[WHAT TO WORK ON]: Every line holding "FileConfig" should be copied from the records below.

(Collected data entries)
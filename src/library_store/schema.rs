//! SQLite schema for the library database.

use crate::sqlite_column;
use crate::sqlite_persistence::{
    ForeignKey, ForeignKeyOnChange, SqlType, Table, VersionedSchema, DEFAULT_TIMESTAMP,
};

const USER_ID_FOREIGN_KEY: ForeignKey = ForeignKey {
    foreign_table: USER_TABLE_V_0.name,
    foreign_column: "id",
    on_delete: ForeignKeyOnChange::Cascade,
};

const ARTIST_ID_FOREIGN_KEY: ForeignKey = ForeignKey {
    foreign_table: ARTIST_TABLE_V_0.name,
    foreign_column: "id",
    on_delete: ForeignKeyOnChange::Cascade,
};

const ALBUM_ID_FOREIGN_KEY: ForeignKey = ForeignKey {
    foreign_table: ALBUM_TABLE_V_0.name,
    foreign_column: "id",
    on_delete: ForeignKeyOnChange::Cascade,
};

const TRACK_ID_FOREIGN_KEY: ForeignKey = ForeignKey {
    foreign_table: TRACK_TABLE_V_0.name,
    foreign_column: "id",
    on_delete: ForeignKeyOnChange::Cascade,
};

pub const USER_TABLE_V_0: Table = Table {
    name: "user",
    columns: &[
        sqlite_column!("id", &SqlType::Integer, is_primary_key = true),
        sqlite_column!("handle", &SqlType::Text, non_null = true, is_unique = true),
        sqlite_column!(
            "created",
            &SqlType::Integer,
            default_value = Some(DEFAULT_TIMESTAMP)
        ),
    ],
    indices: &[],
    unique_constraints: &[],
};

pub const ARTIST_TABLE_V_0: Table = Table {
    name: "artist",
    columns: &[
        sqlite_column!("id", &SqlType::Integer, is_primary_key = true),
        sqlite_column!("mbid", &SqlType::Text, is_unique = true),
        sqlite_column!("name", &SqlType::Text, non_null = true),
        sqlite_column!("image", &SqlType::Text),
        sqlite_column!("image_source", &SqlType::Text),
        sqlite_column!(
            "created",
            &SqlType::Integer,
            default_value = Some(DEFAULT_TIMESTAMP)
        ),
    ],
    indices: &[("idx_artist_name", "name")],
    unique_constraints: &[],
};

pub const ARTIST_ALIAS_TABLE_V_0: Table = Table {
    name: "artist_alias",
    columns: &[
        sqlite_column!(
            "artist_id",
            &SqlType::Integer,
            non_null = true,
            foreign_key = Some(&ARTIST_ID_FOREIGN_KEY)
        ),
        sqlite_column!("alias", &SqlType::Text, non_null = true),
        sqlite_column!("source", &SqlType::Text, non_null = true),
        sqlite_column!(
            "is_primary",
            &SqlType::Integer,
            non_null = true,
            default_value = Some("0")
        ),
    ],
    indices: &[],
    unique_constraints: &[&["artist_id", "alias"]],
};

pub const ALBUM_TABLE_V_0: Table = Table {
    name: "album",
    columns: &[
        sqlite_column!("id", &SqlType::Integer, is_primary_key = true),
        sqlite_column!("mbid", &SqlType::Text, is_unique = true),
        sqlite_column!("title", &SqlType::Text, non_null = true),
        sqlite_column!(
            "various_artists",
            &SqlType::Integer,
            non_null = true,
            default_value = Some("0")
        ),
        sqlite_column!("image", &SqlType::Text),
        sqlite_column!("image_source", &SqlType::Text),
        sqlite_column!(
            "created",
            &SqlType::Integer,
            default_value = Some(DEFAULT_TIMESTAMP)
        ),
    ],
    indices: &[("idx_album_title", "title")],
    unique_constraints: &[],
};

pub const ALBUM_ALIAS_TABLE_V_0: Table = Table {
    name: "album_alias",
    columns: &[
        sqlite_column!(
            "album_id",
            &SqlType::Integer,
            non_null = true,
            foreign_key = Some(&ALBUM_ID_FOREIGN_KEY)
        ),
        sqlite_column!("alias", &SqlType::Text, non_null = true),
        sqlite_column!("source", &SqlType::Text, non_null = true),
        sqlite_column!(
            "is_primary",
            &SqlType::Integer,
            non_null = true,
            default_value = Some("0")
        ),
    ],
    indices: &[],
    unique_constraints: &[&["album_id", "alias"]],
};

pub const ALBUM_ARTIST_TABLE_V_0: Table = Table {
    name: "album_artist",
    columns: &[
        sqlite_column!(
            "album_id",
            &SqlType::Integer,
            non_null = true,
            foreign_key = Some(&ALBUM_ID_FOREIGN_KEY)
        ),
        sqlite_column!(
            "artist_id",
            &SqlType::Integer,
            non_null = true,
            foreign_key = Some(&ARTIST_ID_FOREIGN_KEY)
        ),
        sqlite_column!("position", &SqlType::Integer, non_null = true),
    ],
    indices: &[("idx_album_artist_artist", "artist_id")],
    unique_constraints: &[&["album_id", "artist_id"]],
};

pub const TRACK_TABLE_V_0: Table = Table {
    name: "track",
    columns: &[
        sqlite_column!("id", &SqlType::Integer, is_primary_key = true),
        sqlite_column!("mbid", &SqlType::Text, is_unique = true),
        sqlite_column!("title", &SqlType::Text, non_null = true),
        sqlite_column!(
            "duration",
            &SqlType::Integer,
            non_null = true,
            default_value = Some("0")
        ),
        sqlite_column!(
            "album_id",
            &SqlType::Integer,
            non_null = true,
            foreign_key = Some(&ALBUM_ID_FOREIGN_KEY)
        ),
        sqlite_column!(
            "created",
            &SqlType::Integer,
            default_value = Some(DEFAULT_TIMESTAMP)
        ),
    ],
    indices: &[("idx_track_title", "title")],
    unique_constraints: &[],
};

pub const TRACK_ALIAS_TABLE_V_0: Table = Table {
    name: "track_alias",
    columns: &[
        sqlite_column!(
            "track_id",
            &SqlType::Integer,
            non_null = true,
            foreign_key = Some(&TRACK_ID_FOREIGN_KEY)
        ),
        sqlite_column!("alias", &SqlType::Text, non_null = true),
        sqlite_column!("source", &SqlType::Text, non_null = true),
        sqlite_column!(
            "is_primary",
            &SqlType::Integer,
            non_null = true,
            default_value = Some("0")
        ),
    ],
    indices: &[],
    unique_constraints: &[&["track_id", "alias"]],
};

pub const TRACK_ARTIST_TABLE_V_0: Table = Table {
    name: "track_artist",
    columns: &[
        sqlite_column!(
            "track_id",
            &SqlType::Integer,
            non_null = true,
            foreign_key = Some(&TRACK_ID_FOREIGN_KEY)
        ),
        sqlite_column!(
            "artist_id",
            &SqlType::Integer,
            non_null = true,
            foreign_key = Some(&ARTIST_ID_FOREIGN_KEY)
        ),
        sqlite_column!(
            "is_primary",
            &SqlType::Integer,
            non_null = true,
            default_value = Some("0")
        ),
        sqlite_column!("position", &SqlType::Integer, non_null = true),
    ],
    indices: &[("idx_track_artist_artist", "artist_id")],
    unique_constraints: &[&["track_id", "artist_id"]],
};

/// Listens are append-only. `listened_at` is in unix microseconds. The
/// (user_id, track_id, listened_at) constraint makes a repeated insert of the
/// same listen a no-op.
pub const LISTEN_TABLE_V_0: Table = Table {
    name: "listen",
    columns: &[
        sqlite_column!("id", &SqlType::Integer, is_primary_key = true),
        sqlite_column!(
            "user_id",
            &SqlType::Integer,
            non_null = true,
            foreign_key = Some(&USER_ID_FOREIGN_KEY)
        ),
        sqlite_column!(
            "track_id",
            &SqlType::Integer,
            non_null = true,
            foreign_key = Some(&TRACK_ID_FOREIGN_KEY)
        ),
        sqlite_column!("listened_at", &SqlType::Integer, non_null = true),
        sqlite_column!("client", &SqlType::Text),
    ],
    indices: &[("idx_listen_user_time", "user_id, listened_at, track_id")],
    unique_constraints: &[&["user_id", "track_id", "listened_at"]],
};

pub const USER_PREFERENCES_TABLE_V_0: Table = Table {
    name: "user_preferences",
    columns: &[
        sqlite_column!(
            "user_id",
            &SqlType::Integer,
            is_primary_key = true,
            foreign_key = Some(&USER_ID_FOREIGN_KEY)
        ),
        sqlite_column!("data", &SqlType::Text, non_null = true),
        sqlite_column!(
            "updated",
            &SqlType::Integer,
            default_value = Some(DEFAULT_TIMESTAMP)
        ),
    ],
    indices: &[],
    unique_constraints: &[],
};

pub const USER_THEME_TABLE_V_0: Table = Table {
    name: "user_theme",
    columns: &[
        sqlite_column!(
            "user_id",
            &SqlType::Integer,
            is_primary_key = true,
            foreign_key = Some(&USER_ID_FOREIGN_KEY)
        ),
        sqlite_column!("data", &SqlType::Text, non_null = true),
        sqlite_column!(
            "updated",
            &SqlType::Integer,
            default_value = Some(DEFAULT_TIMESTAMP)
        ),
    ],
    indices: &[],
    unique_constraints: &[],
};

pub const LIBRARY_VERSIONED_SCHEMAS: &[VersionedSchema] = &[VersionedSchema {
    version: 0,
    tables: &[
        USER_TABLE_V_0,
        ARTIST_TABLE_V_0,
        ARTIST_ALIAS_TABLE_V_0,
        ALBUM_TABLE_V_0,
        ALBUM_ALIAS_TABLE_V_0,
        ALBUM_ARTIST_TABLE_V_0,
        TRACK_TABLE_V_0,
        TRACK_ALIAS_TABLE_V_0,
        TRACK_ARTIST_TABLE_V_0,
        LISTEN_TABLE_V_0,
        USER_PREFERENCES_TABLE_V_0,
        USER_THEME_TABLE_V_0,
    ],
    migration: None,
}];
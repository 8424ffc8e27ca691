use std::process::Command;

fn git(args: &[&str]) -> Option<String> {
    let output = Command::new("git").args(args).output().ok()?;
    if !output.status.success() {
        return None;
    }
    String::from_utf8(output.stdout)
        .ok()
        .map(|s| s.trim().to_string())
}

fn main() {
    let git_hash = match git(&["rev-parse", "--short", "HEAD"]) {
        Some(hash) => {
            let dirty = git(&["status", "--porcelain", "--untracked-files=no"])
                .is_some_and(|status| !status.is_empty());
            if dirty {
                format!("{}-dirty", hash)
            } else {
                hash
            }
        }
        None => "unknown".to_string(),
    };

    println!("cargo:rustc-env=GIT_HASH={}", git_hash);
    println!("cargo:rerun-if-changed=.git/HEAD");
    println!("cargo:rerun-if-changed=.git/index");
}
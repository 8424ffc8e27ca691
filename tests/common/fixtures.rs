//! Document and database fixtures

use super::constants::*;
use listen_tracker::library_store::{SqliteLibraryStore, UserStore};
use serde_json::{json, Value};
use tempfile::TempDir;

/// A library database in a temporary directory with the fixture users.
pub struct TestLibrary {
    pub dir: TempDir,
    pub store: SqliteLibraryStore,
    pub user_id: usize,
    pub target_user_id: usize,
}

impl TestLibrary {
    pub fn new() -> Self {
        let dir = TempDir::new().unwrap();
        let store = SqliteLibraryStore::new(dir.path().join("library.db")).unwrap();
        let user_id = store.create_user(TEST_USER).unwrap();
        let target_user_id = store.create_user(TARGET_USER).unwrap();
        Self {
            dir,
            store,
            user_id,
            target_user_id,
        }
    }
}

fn aliases(name: &str) -> Value {
    json!([{ "alias": name, "source": "Canonical", "is_primary": true }])
}

/// A listen by the fixture artist on the fixture album.
pub fn listen_json(listened_at: &str, track_title: &str, image_url: &str) -> Value {
    json!({
        "listened_at": listened_at,
        "track": { "mbid": null, "duration": 300, "aliases": aliases(track_title) },
        "album": {
            "image_url": "",
            "mbid": null,
            "aliases": aliases(ALBUM_TITLE),
            "various_artists": false
        },
        "artists": [{
            "image_url": image_url,
            "mbid": ARTIST_MBID,
            "is_primary": true,
            "aliases": aliases(ARTIST_NAME)
        }]
    })
}

/// Sets the external ids of a listen's track and album.
pub fn with_mbids(mut listen: Value, track_mbid: Option<&str>, album_mbid: Option<&str>) -> Value {
    listen["track"]["mbid"] = json!(track_mbid);
    listen["album"]["mbid"] = json!(album_mbid);
    listen
}

/// A listen whose track and album are credited to `artists`, in order.
pub fn credited_listen(
    listened_at: &str,
    track_title: &str,
    album_title: &str,
    artists: &[&str],
) -> Value {
    let artists: Vec<Value> = artists
        .iter()
        .enumerate()
        .map(|(i, name)| {
            json!({
                "image_url": "",
                "mbid": null,
                "is_primary": i == 0,
                "aliases": aliases(name)
            })
        })
        .collect();
    json!({
        "listened_at": listened_at,
        "track": { "mbid": null, "duration": 240, "aliases": aliases(track_title) },
        "album": {
            "image_url": "",
            "mbid": null,
            "aliases": aliases(album_title),
            "various_artists": false
        },
        "artists": artists
    })
}

/// A version 2 document with the given listens and settings.
pub fn document_json(listens: Vec<Value>, preferences: Value, theme: Value) -> Vec<u8> {
    serde_json::to_vec(&json!({
        "version": "2",
        "exported_at": "2024-05-01T10:00:00Z",
        "user": TEST_USER,
        "preferences": preferences,
        "theme": theme,
        "listens": listens
    }))
    .unwrap()
}

/// The two listen scenario: one artist, two tracks. Only the first track
/// carries an external id.
pub fn two_listen_document() -> Vec<u8> {
    document_json(
        vec![
            with_mbids(
                listen_json("2024-01-01T12:00:00Z", TRACK_1_TITLE, ARTIST_IMAGE_URL),
                Some(TRACK_1_MBID),
                None,
            ),
            listen_json("2024-01-01T12:06:00Z", TRACK_2_TITLE, ARTIST_IMAGE_URL),
        ],
        json!({}),
        json!({}),
    )
}
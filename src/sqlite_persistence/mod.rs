mod versioned_schema;

pub use versioned_schema::{
    open_versioned, Column, ForeignKey, ForeignKeyOnChange, SqlType, Table, VersionedSchema,
    BASE_DB_VERSION, DEFAULT_TIMESTAMP,
};
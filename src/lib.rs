//! Listen tracker library
//!
//! Persistence for the listening library plus the export/import machinery
//! that moves a user's history and settings in and out of it.

pub mod config;
pub mod enrichment;
pub mod interchange;
pub mod library_store;
pub mod preferences;
pub mod sqlite_persistence;

// Re-export commonly used types for convenience
pub use interchange::{
    export_user_data, import_upload, EntityResolver, ImportQueue, InterchangeDocument,
    InterchangeError, RestorePolicy,
};
pub use library_store::{LibraryStore, SqliteLibraryStore};
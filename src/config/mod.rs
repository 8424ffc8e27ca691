mod file_config;

pub use file_config::{FileConfig, InterchangeConfig};

use crate::interchange::{DEFAULT_EXPORT_PAGE_SIZE, DEFAULT_SYNC_IMPORT_MAX_LISTENS};
use anyhow::{bail, Result};
use std::path::PathBuf;

pub const LIBRARY_DB_FILE: &str = "library.db";
pub const DEFAULT_IMPORT_USER: &str = "admin";

/// CLI arguments that can be used for config resolution.
/// This struct mirrors the CLI arguments that can be overridden by TOML config.
#[derive(Debug, Clone)]
pub struct CliConfig {
    pub db_dir: Option<PathBuf>,
    pub import_queue_dir: Option<PathBuf>,
    pub export_page_size: usize,
    pub sync_import_max_listens: usize,
    pub import_user: String,
}

impl Default for CliConfig {
    fn default() -> Self {
        Self {
            db_dir: None,
            import_queue_dir: None,
            export_page_size: DEFAULT_EXPORT_PAGE_SIZE,
            sync_import_max_listens: DEFAULT_SYNC_IMPORT_MAX_LISTENS,
            import_user: DEFAULT_IMPORT_USER.to_string(),
        }
    }
}

#[derive(Debug, Clone)]
pub struct AppConfig {
    pub db_dir: PathBuf,
    /// Handle of the user that queued imports are attributed to.
    pub import_user: String,
    pub interchange: InterchangeSettings,
}

#[derive(Debug, Clone)]
pub struct InterchangeSettings {
    pub import_queue_dir: PathBuf,
    pub export_page_size: usize,
    pub sync_import_max_listens: usize,
}

impl AppConfig {
    /// Resolve configuration from CLI arguments and optional TOML file config.
    /// TOML values override CLI values where present.
    pub fn resolve(cli: &CliConfig, file_config: Option<FileConfig>) -> Result<Self> {
        let file = file_config.unwrap_or_default();

        // TOML overrides CLI for each field
        let db_dir = file
            .db_dir
            .map(PathBuf::from)
            .or_else(|| cli.db_dir.clone())
            .ok_or_else(|| {
                anyhow::anyhow!("db_dir must be specified via --db-dir or in config file")
            })?;

        if !db_dir.exists() {
            bail!("Database directory does not exist: {:?}", db_dir);
        }
        if !db_dir.is_dir() {
            bail!("db_dir is not a directory: {:?}", db_dir);
        }

        let import_user = file.import_user.unwrap_or_else(|| cli.import_user.clone());
        if import_user.trim().is_empty() {
            bail!("import_user must not be empty");
        }

        let interchange_file = file.interchange.unwrap_or_default();
        let import_queue_dir = interchange_file
            .import_queue_dir
            .map(PathBuf::from)
            .or_else(|| cli.import_queue_dir.clone())
            .unwrap_or_else(|| db_dir.join("import"));
        let export_page_size = interchange_file
            .export_page_size
            .unwrap_or(cli.export_page_size);
        if export_page_size == 0 {
            bail!("export_page_size must be at least 1");
        }
        let sync_import_max_listens = interchange_file
            .sync_import_max_listens
            .unwrap_or(cli.sync_import_max_listens);

        Ok(Self {
            db_dir,
            import_user,
            interchange: InterchangeSettings {
                import_queue_dir,
                export_page_size,
                sync_import_max_listens,
            },
        })
    }

    pub fn library_db_path(&self) -> PathBuf {
        self.db_dir.join(LIBRARY_DB_FILE)
    }
}
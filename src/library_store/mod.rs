mod models;
mod schema;
mod store;
mod trait_def;

pub use models::*;
pub use store::SqliteLibraryStore;
pub use trait_def::{EntityStore, LibraryStore, ListenStore, UserBlobStore, UserStore};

[EXPECTED ANSWER]:
pub use file_config::{FileConfig, InterchangeConfig};
    pub fn resolve(cli: &CliConfig, file_config: Option<FileConfig>) -> Result<Self> {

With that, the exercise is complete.